As mentioned by mlauber71 above, there are KNIME nodes to connect and read CSV from S3. The interesting connecter might be the Generic S3 Connector that might be able to connect to MinIO.
You can use the PySpark Script Source node, it already provides the spark session as spark.
The Hadoop version, shipped with the Local Big Data Environment, is slightly outdated and not recommended to read things from S3. You might switch to a real Spark cluster, or use S3/CSV nodes from KNIME.
I understand that “Create Local Big Data Environment” is required to use Pyspark locally on KNIME.
I can’t seem to connect an Amazon-only node to it and use it in connection with the Pyspark Script node.
In the end, can I understand that the Create Spark Context (Livy) node, which is applied when using Pyspark on KNIME Server, can also be used on Local to use Spark Session by utilizing the same?
You said that it is not recommended to connect with S3 because the Hadoop version provided by ‘Create Local Big Data Environment’ is not the latest version, so I understand that there is no way to connect with S3 through ‘Create Local Big Data Environment’ at this time?
Also, you mentioned that we can use .spark for the Python script source node. If we want to make additional settings for this spark, is it possible to customize it in the Advanced tab of ‘Create a local big data environment’?
I have never tried to connect to such a local spark environment with knime nodes (in order to get the grey and black connectors). Not sure if that would be possible @sascha.wolke .
I used the pyspark code inside the Python Script, but when I run that Workflow on the Server, does it use Python resources instead of Spark resources?
Also, if I use “Orc to Spark” or “Spark to Orc”, the PySpark Script only outputs a Table type to connect, but I can’t outputs a Port like Pickeld Object as a Table Port in Pyspark Scirpt like I can in Python Script, right?
You can use the PySpark Script Source, not Python. The Create Local Big Data Environment node creates the session, and you should add all required settings there.
There is no way to connect to S3 using PySpark code and the Local Big Data Environment node, but you can use the usual KNIME nodes. (Generic S3 Connector → CSV Reader → Table to Spark)
Note that the Local Big Data Environment node is only about playing around with Spark, it is not recommended in production. You should use the Create Spark Context (Livy) instead and connect to a real Spark cluster in production.
On a real cluster, you can use the CSV to Spark node or PySpark code to read from S3/MinIO.

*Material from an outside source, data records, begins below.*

//! Closed-form triangle quadrature for products of linear fields
//!
//! Both rules integrate `u*v` exactly when `u` and `v` vary linearly over
//! the triangle, given their vertex values. The axisymmetric rule also
//! weights by the linearly-varying radius, folding the 2*pi*r volume
//! factor into the moment matrix.

use num_complex::Complex64;

/// Planar integral of u*v over a triangle of area `a`:
/// `(a/12) * sum_i v_i (2 u_i + u_{i+1} + u_{i+2})`
pub fn pln_int(a: f64, u: &[Complex64; 3], v: &[Complex64; 3]) -> Complex64 {
    let z = [
        2.0 * u[0] + u[1] + u[2],
        u[0] + 2.0 * u[1] + u[2],
        u[0] + u[1] + 2.0 * u[2],
    ];
    let mut x = Complex64::new(0.0, 0.0);
    for i in 0..3 {
        x += v[i] * z[i];
    }
    a * x / 12.0
}

/// Axisymmetric integral of 2*pi*r*u*v over a triangle of area `a` with
/// vertex radii `r` (meters)
pub fn axi_int(a: f64, u: &[Complex64; 3], v: &[Complex64; 3], r: &[f64; 3]) -> Complex64 {
    let m = [
        [
            6.0 * r[0] + 2.0 * r[1] + 2.0 * r[2],
            2.0 * r[0] + 2.0 * r[1] + r[2],
            2.0 * r[0] + r[1] + 2.0 * r[2],
        ],
        [
            2.0 * r[0] + 2.0 * r[1] + r[2],
            2.0 * r[0] + 6.0 * r[1] + 2.0 * r[2],
            r[0] + 2.0 * r[1] + 2.0 * r[2],
        ],
        [
            2.0 * r[0] + r[1] + 2.0 * r[2],
            r[0] + 2.0 * r[1] + 2.0 * r[2],
            2.0 * r[0] + 2.0 * r[1] + 6.0 * r[2],
        ],
    ];

    let mut x = Complex64::new(0.0, 0.0);
    for i in 0..3 {
        let z = m[i][0] * u[0] + m[i][1] * u[1] + m[i][2] * u[2];
        x += v[i] * z;
    }
    std::f64::consts::PI * a * x / 30.0
}

#[cfg(test)]
mod tests {
    use super::*;
    use approx::assert_relative_eq;

    fn c(x: f64) -> Complex64 {
        Complex64::new(x, 0.0)
    }

    #[test]
    fn test_pln_constant() {
        // u = v = 1 integrates to the area
        let one = [c(1.0); 3];
        assert_relative_eq!(pln_int(0.5, &one, &one).re, 0.5, max_relative = 1e-14);
    }

    #[test]
    fn test_pln_linear_product() {
        // on the unit triangle with u = v = barycentric N_0:
        // int N0^2 dA = A/6
        let n0 = [c(1.0), c(0.0), c(0.0)];
        assert_relative_eq!(
            pln_int(0.5, &n0, &n0).re,
            0.5 / 6.0,
            max_relative = 1e-14
        );
        // int N0*N1 dA = A/12
        let n1 = [c(0.0), c(1.0), c(0.0)];
        assert_relative_eq!(
            pln_int(0.5, &n0, &n1).re,
            0.5 / 12.0,
            max_relative = 1e-14
        );
    }

    #[test]
    fn test_axi_constant_ring() {
        // u = v = 1 over a triangle at constant radius integrates to
        // 2*pi*R*A; exercised with an (almost) constant-radius triangle
        let one = [c(1.0); 3];
        let r = [2.0, 2.0, 2.0];
        let v = axi_int(0.5, &one, &one, &r);
        assert_relative_eq!(
            v.re,
            2.0 * std::f64::consts::PI * 2.0 * 0.5,
            max_relative = 1e-14
        );
    }

    #[test]
    fn test_axi_linear_radius() {
        // with u = v = 1 the rule reduces to 2*pi*Rbar*A for linear r
        let one = [c(1.0); 3];
        let r = [1.0, 2.0, 3.0];
        let v = axi_int(1.0, &one, &one, &r);
        assert_relative_eq!(
            v.re,
            2.0 * std::f64::consts::PI * 2.0,
            max_relative = 1e-14
        );
    }
}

There are some “Big Data Extensions(Spark)” related enhancements in KNIME 4.7.7 Version, so I updated from 4.7.1 which I am using.
I was hoping that the version of the internal jars files of “Create Local Big Data Environment” would be updated so that the processes that were not running with the old version would change.
However, the result was the same as failure. Is there any chance that the internal files of the “Create Local Big Data Environment” node will be updated?
The error is that when I run the code to integrate with minio in the Pyspark Script associated with the “Create Local Big Data Environment” node, I get the Script error message “Deprecated in 3.0.0. Use SparkSession.builder.getOrCreate() instead”.
This didn’t happen in my local Jupyter environment, so when I compared the jar file used in my local Spark configuration with the jar file for the KNIME plugins, there was a big difference in version.
So I’m thinking it’s a version issue with this jar file.
KNIME contains already a S3 connector, and this is the way you should read files from S3/MinIO in KNIME. The Local Big Data Environment does not support S3.
Pyspark module in the Jupyter notebook
How do you run your Jupyter notebooks, do you have a working Spark cluster? If so, please use the Create Spark Context (Livy) or Create Databricks Environment nodes instead of the Local Big Data node! I guess this might solve all the mentioned problems, and you should be able to read from S3 in a Spark cluster setup.
If you don’t have a cluster, please consider using the normal Python nodes and the S3 connectors to read the data. You should never use the Local Big Data environment in production.